* Entries provided
===============

//! Key-partitioned storage over many independent backing stores.

mod batch;
pub mod layout;
mod router;

pub use batch::ShardBatch;
pub use layout::{shard_path, ShardLayout};
pub use router::route;

use crate::config::ShardConfig;
use crate::error::{Error, Result};
use crate::iterator::{KvIterator, MergedIterator};
use crate::storage::{MemoryStore, SledStore};
use crate::{Batch, KeyRange, KeyValueStore};
use rayon::prelude::*;
use std::fmt::Write as _;
use std::path::{Path, PathBuf};
use std::time::Instant;
use tracing::{info, warn};

/// Owns a fixed set of shards and routes every key to exactly one of them.
///
/// The shard count is fixed for the life of the manager and must match the
/// count used when the data was written.
pub struct ShardManager<S: KeyValueStore = SledStore> {
    shards: Vec<S>,
}

impl ShardManager<SledStore> {
    /// Opens `disk_groups x shards_per_group` sled stores under `path`.
    pub fn open<P: AsRef<Path>>(path: P, config: ShardConfig) -> Result<Self> {
        let store_config = config.store.clone();
        Self::open_with(path, &config, move |shard_path| {
            SledStore::open(shard_path, &store_config)
        })
    }
}

impl ShardManager<MemoryStore> {
    pub fn in_memory(shard_count: usize) -> Result<Self> {
        Self::from_stores((0..shard_count).map(|_| MemoryStore::new()).collect())
    }
}

impl<S: KeyValueStore> ShardManager<S> {
    /// Opens every shard in parallel with `opener`.
    ///
    /// Each open runs as its own task and reports into its own slot; the
    /// slots are inspected only once all tasks are done. If any shard fails,
    /// every shard that did open is closed again and the failure with the
    /// lowest shard index is returned.
    pub fn open_with<P, F>(path: P, config: &ShardConfig, opener: F) -> Result<Self>
    where
        P: AsRef<Path>,
        F: Fn(&Path) -> Result<S> + Sync + Send,
    {
        config.validate()?;
        let root = path.as_ref();
        let layout = ShardLayout::from_config(config);
        layout.check_or_persist(root)?;

        let started = Instant::now();
        let paths = layout.shard_paths(root);
        let results: Vec<Result<S>> = paths.par_iter().map(|path| opener(path.as_path())).collect();

        let shards = Self::collect_opened(paths, results)?;
        info!(
            path = %root.display(),
            shards = shards.len(),
            elapsed_ms = started.elapsed().as_millis() as u64,
            "Opened sharded store"
        );
        Ok(Self { shards })
    }

    /// Builds a manager over stores that are already open, in shard order.
    pub fn from_stores(shards: Vec<S>) -> Result<Self> {
        if shards.is_empty() {
            return Err(Error::Config("shard manager needs at least one shard".to_string()));
        }
        Ok(Self { shards })
    }

    fn collect_opened(paths: Vec<PathBuf>, results: Vec<Result<S>>) -> Result<Vec<S>> {
        let mut opened = Vec::with_capacity(results.len());
        let mut failure = None;
        for (index, (path, result)) in paths.into_iter().zip(results).enumerate() {
            match result {
                Ok(store) => opened.push(store),
                Err(err) if failure.is_none() => failure = Some((index, path, err)),
                Err(err) => {
                    warn!(shard = index, path = %path.display(), error = %err, "Shard failed to open")
                }
            }
        }

        let Some((index, path, source)) = failure else {
            return Ok(opened);
        };
        for store in &opened {
            if let Err(err) = store.close() {
                warn!(error = %err, "Failed to release shard after aborted open");
            }
        }
        Err(Error::ShardOpen {
            index,
            path,
            source: Box::new(source),
        })
    }

    pub fn shard_count(&self) -> usize {
        self.shards.len()
    }

    /// Index of the shard that owns `key`.
    pub fn shard_index(&self, key: &[u8]) -> usize {
        route(key, self.shards.len())
    }

    pub fn shard(&self, index: usize) -> Option<&S> {
        self.shards.get(index)
    }

    pub fn shards(&self) -> &[S] {
        &self.shards
    }

    fn shard_at(&self, index: usize) -> &S {
        &self.shards[index]
    }

    fn shard_for(&self, key: &[u8]) -> &S {
        self.shard_at(self.shard_index(key))
    }

    /// Typed batch; [`KeyValueStore::new_batch`] returns the same thing boxed.
    pub fn batch(&self) -> ShardBatch<'_, S> {
        ShardBatch::new(self)
    }

    /// Typed merged iterator over every shard.
    pub fn merged_iter(&self, range: KeyRange) -> Result<MergedIterator<'_>> {
        let sources = self
            .shards
            .iter()
            .map(|shard| shard.iter_range(range.clone()))
            .collect::<Result<Vec<KvIterator<'_>>>>()?;
        Ok(MergedIterator::new(sources))
    }
}

impl<S: KeyValueStore> KeyValueStore for ShardManager<S> {
    fn has(&self, key: &[u8]) -> Result<bool> {
        self.shard_for(key).has(key)
    }

    fn get(&self, key: &[u8]) -> Result<Option<Vec<u8>>> {
        self.shard_for(key).get(key)
    }

    fn put(&self, key: &[u8], value: &[u8]) -> Result<()> {
        self.shard_for(key).put(key, value)
    }

    fn delete(&self, key: &[u8]) -> Result<()> {
        self.shard_for(key).delete(key)
    }

    fn new_batch(&self) -> Box<dyn Batch + '_> {
        Box::new(self.batch())
    }

    fn iter_range(&self, range: KeyRange) -> Result<KvIterator<'_>> {
        Ok(Box::new(self.merged_iter(range)?))
    }

    /// Every shard's value for `property`, labelled by shard index. The first
    /// failing shard fails the whole call.
    fn stat(&self, property: &str) -> Result<String> {
        let mut out = String::new();
        for (index, shard) in self.shards.iter().enumerate() {
            let value = shard.stat(property)?;
            let _ = writeln!(out, "=== shard {:02} ===", index);
            out.push_str(&value);
            out.push('\n');
        }
        Ok(out)
    }

    /// Compacts the same range on every shard, in order. Stops at the first
    /// error; later shards are left uncompacted.
    fn compact(&self, start: Option<&[u8]>, limit: Option<&[u8]>) -> Result<()> {
        let started = Instant::now();
        for shard in &self.shards {
            shard.compact(start, limit)?;
        }
        info!(
            shards = self.shards.len(),
            elapsed_ms = started.elapsed().as_millis() as u64,
            "Compacted sharded store"
        );
        Ok(())
    }

    /// Closes shards in order. Stops at the first error, which leaves the
    /// remaining shards open.
    fn close(&self) -> Result<()> {
        for (index, shard) in self.shards.iter().enumerate() {
            if let Err(err) = shard.close() {
                warn!(shard = index, error = %err, "Shard failed to close, later shards left open");
                return Err(err);
            }
        }
        info!(shards = self.shards.len(), "Closed sharded store");
        Ok(())
    }
}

===============

* What is needed
Here the job is to set down exactly the lines of the material above that fall between the one with "use rayon::prelude::*;" and the one with "index is returned.", inclusive, and nothing beyond them.

* Reply
use rayon::prelude::*;
use std::fmt::Write as _;
use std::path::{Path, PathBuf};
use std::time::Instant;
use tracing::{info, warn};

/// Owns a fixed set of shards and routes every key to exactly one of them.
///
/// The shard count is fixed for the life of the manager and must match the
/// count used when the data was written.
pub struct ShardManager<S: KeyValueStore = SledStore> {
    shards: Vec<S>,
}

impl ShardManager<SledStore> {
    /// Opens `disk_groups x shards_per_group` sled stores under `path`.
    pub fn open<P: AsRef<Path>>(path: P, config: ShardConfig) -> Result<Self> {
        let store_config = config.store.clone();
        Self::open_with(path, &config, move |shard_path| {
            SledStore::open(shard_path, &store_config)
        })
    }
}

impl ShardManager<MemoryStore> {
    pub fn in_memory(shard_count: usize) -> Result<Self> {
        Self::from_stores((0..shard_count).map(|_| MemoryStore::new()).collect())
    }
}

impl<S: KeyValueStore> ShardManager<S> {
    /// Opens every shard in parallel with `opener`.
    ///
    /// Each open runs as its own task and reports into its own slot; the
    /// slots are inspected only once all tasks are done. If any shard fails,
    /// every shard that did open is closed again and the failure with the
    /// lowest shard index is returned.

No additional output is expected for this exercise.